He also gets to know the Superintendent, the city's controlling AI, by locating glowing yellow phone booths and data points. This provides him access to supply caches - much-needed as ammo is scarce - but more importantly it gives him another couple of minutes' audio from the computer's logs, which tell the story of a young girl called Sadie and her attempts to reach her father, who is intimately connected with the events that brought the Covenant to bear on New Mombasa and, puzzlingly, only New Mombasa. You hear the audio recordings sequentially, no matter where you are when you locate the next one, and they are, in effect, a radio play; a well-acted, interesting side-story which leaves you anxious to learn more with each instalment.
The loss of the Chief has also had another side effect: it has thrust real, full-faced humans to the fore, encouraging Bungie to tell a human story. The result is worlds away from the wooden, military bombast and otherworldly Cortana interludes in Halo 3; in fact, with a core male cast plucked almost exclusively from Joss Whedon's contact book (Nathan Fillion as Buck, Adam Baldwin as Dutch and Alan Tudyk as Wash - sorry, Mickey), complemented by the multi-talented Nolan North (Uncharted, Prince of Persia), this is the closest we'll ever get to Firefly the FPS. There are a few duff lines, and Tricia Helfer is disappointingly shrill and one-dimensional as Veronica Dare, but Fillion in particular injects real pathos into the game's simple mystery.
It's a major change, but as a whole ODST is still more of the same. The ODSTs lack the Chief's recharging health beneath an overshield, but they soak up a good few hits before they exhaust their stamina, which opens a broad health bar along the top of the screen to depletion unless you can find cover. The basic attack-and-retreat pattern of past Halo games remains, except now you need to keep an eye out for health packs, much as you did on the first of the Forerunner's ring worlds way back in 2001.

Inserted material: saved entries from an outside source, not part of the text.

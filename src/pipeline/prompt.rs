use crate::models::{Initiative, ItemType, Stage, Stream, Substream};

/// System prompt for the metadata extraction call.
pub const MEETING_INFO_PROMPT: &str = "\
Extract the following information from the meeting minutes:
- meeting_title: The title or name of the meeting
- meeting_date: The date when the meeting was held
- attendees: List of people who attended the meeting
- summary: A brief summary of what was discussed

Return the information in JSON format.";

/// Build the system prompt for the work-item extraction call.
///
/// The permitted categorical values are generated from the domain enums so
/// the prompt can never drift from what coercion will accept.
pub fn project_items_prompt() -> String {
    format!(
        "\
Based on the meeting minutes, identify tasks, action items, decisions, or any work that needs to be done.
For each item, extract as much of the following information as possible:

- TaskID: Generate a unique identifier if not present
- Stream: Categorize into one of the following: {streams}
- Substream: Categorize into one of the following: {substreams}
- Initiative: Categorize into one of the following: {initiatives}
- Type: Categorize as either {types}
- WorkItem: A short title for the task
- Description: Detailed description of what needs to be done
- AssignedTo: Person responsible for the task
- Progress: Current progress (percentage or status)
- Priority: Task priority (High, Medium, Low)
- StartDate: When the task should start or started
- DueDate: When the task is due
- FinishDate: When the task was actually completed
- Stage: Current stage from: {stages}
- Sprint: Associated sprint if applicable
- JiraID: Associated Jira ticket if mentioned
- KeyStakeholders: List of people who have a stake in this item
- RAIDTags: Any risks, assumptions, issues, or dependencies mentioned
- Source: Where this item originated (e.g., \"Weekly Team Meeting\")
- LinkToSource: Any URL or reference to the source
- GanttSwimlane: Associated Gantt chart swimlane if mentioned
- GanttItem: Associated Gantt chart item if mentioned
- Screenshots: Any references to screenshots or images

Provide the output as a JSON object with an \"items\" key containing an array of objects, \
with each object containing the fields above where information is available.
If a field requires specific values (Stream, Substream, Initiative, Type, Stage), \
use only the provided options or leave empty.",
        streams = permitted(Stream::ALL.iter().map(Stream::as_str)),
        substreams = permitted(Substream::ALL.iter().map(Substream::as_str)),
        initiatives = permitted(Initiative::ALL.iter().map(Initiative::as_str)),
        types = ItemType::ALL
            .iter()
            .map(|t| t.as_str())
            .collect::<Vec<_>>()
            .join(" or "),
        stages = permitted(Stage::ALL.iter().map(Stage::as_str)),
    )
}

fn permitted<'a>(values: impl Iterator<Item = &'a str>) -> String {
    values.collect::<Vec<_>>().join(", ")
}

#[cfg(test)]
mod tests {
    use super::*;

    #[test]
    fn meeting_info_prompt_names_all_metadata_keys() {
        for key in ["meeting_title", "meeting_date", "attendees", "summary"] {
            assert!(MEETING_INFO_PROMPT.contains(key), "missing key {key}");
        }
        assert!(MEETING_INFO_PROMPT.contains("JSON"));
    }

    #[test]
    fn items_prompt_lists_every_permitted_value() {
        let prompt = project_items_prompt();
        for stream in Stream::ALL {
            assert!(prompt.contains(stream.as_str()));
        }
        for substream in Substream::ALL {
            assert!(prompt.contains(substream.as_str()));
        }
        for initiative in Initiative::ALL {
            assert!(prompt.contains(initiative.as_str()));
        }
        for stage in Stage::ALL {
            assert!(prompt.contains(stage.as_str()));
        }
        assert!(prompt.contains("Technical or Functional"));
    }

    #[test]
    fn items_prompt_names_all_columns() {
        let prompt = project_items_prompt();
        for field in [
            "TaskID",
            "WorkItem",
            "AssignedTo",
            "KeyStakeholders",
            "RAIDTags",
            "GanttSwimlane",
            "Screenshots",
        ] {
            assert!(prompt.contains(field), "missing field {field}");
        }
        assert!(prompt.contains("\"items\" key"));
    }
}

There is no equipment button, although you can always borrow a brute's shield bubble once it's deployed, and the ODST arsenal is pretty close to the Chief's, except for the addition of an enjoyable new incendiary grenade which douses targets in flames. Playing the campaign in co-op, you could well be playing Halo 3 again; pace and tactics are determined by the game's usually excellent level design, and even the night-time battles that rely on the VISR's night-vision play out in familiar fashion.